_EXERCISE_.
Only an exact reprint of all the data is acceptable.

┄┄┄┄┄┄┄┄┄┄

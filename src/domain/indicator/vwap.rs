//! Rolling volume-weighted average price over the last n bars, using the
//! typical price. Unavailable when the window traded no volume.

use crate::domain::ohlcv::Bar;

pub fn calculate_vwap(bars: &[Bar], period: usize) -> Option<f64> {
    if period == 0 || bars.len() < period {
        return None;
    }
    let window = &bars[bars.len() - period..];
    let volume: f64 = window.iter().map(|b| b.volume).sum();
    if volume <= 0.0 {
        return None;
    }
    let notional: f64 = window.iter().map(|b| b.typical_price() * b.volume).sum();
    Some(notional / volume)
}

┄┄┄┄┄┄┄┄┄┄

_THE COMPLETED TASK_.
filename src/domain/indicator/vwap.rs
//! Rolling volume-weighted average price over the last n bars, using the
//! typical price. Unavailable when the window traded no volume.

use crate::domain::ohlcv::Bar;

pub fn calculate_vwap(bars: &[Bar], period: usize) -> Option<f64> {
    if period == 0 || bars.len() < period {
        return None;
    }
    let window = &bars[bars.len() - period..];
    let volume: f64 = window.iter().map(|b| b.volume).sum();
    if volume <= 0.0 {
        return None;
    }
    let notional: f64 = window.iter().map(|b| b.typical_price() * b.volume).sum();
    Some(notional / volume)
}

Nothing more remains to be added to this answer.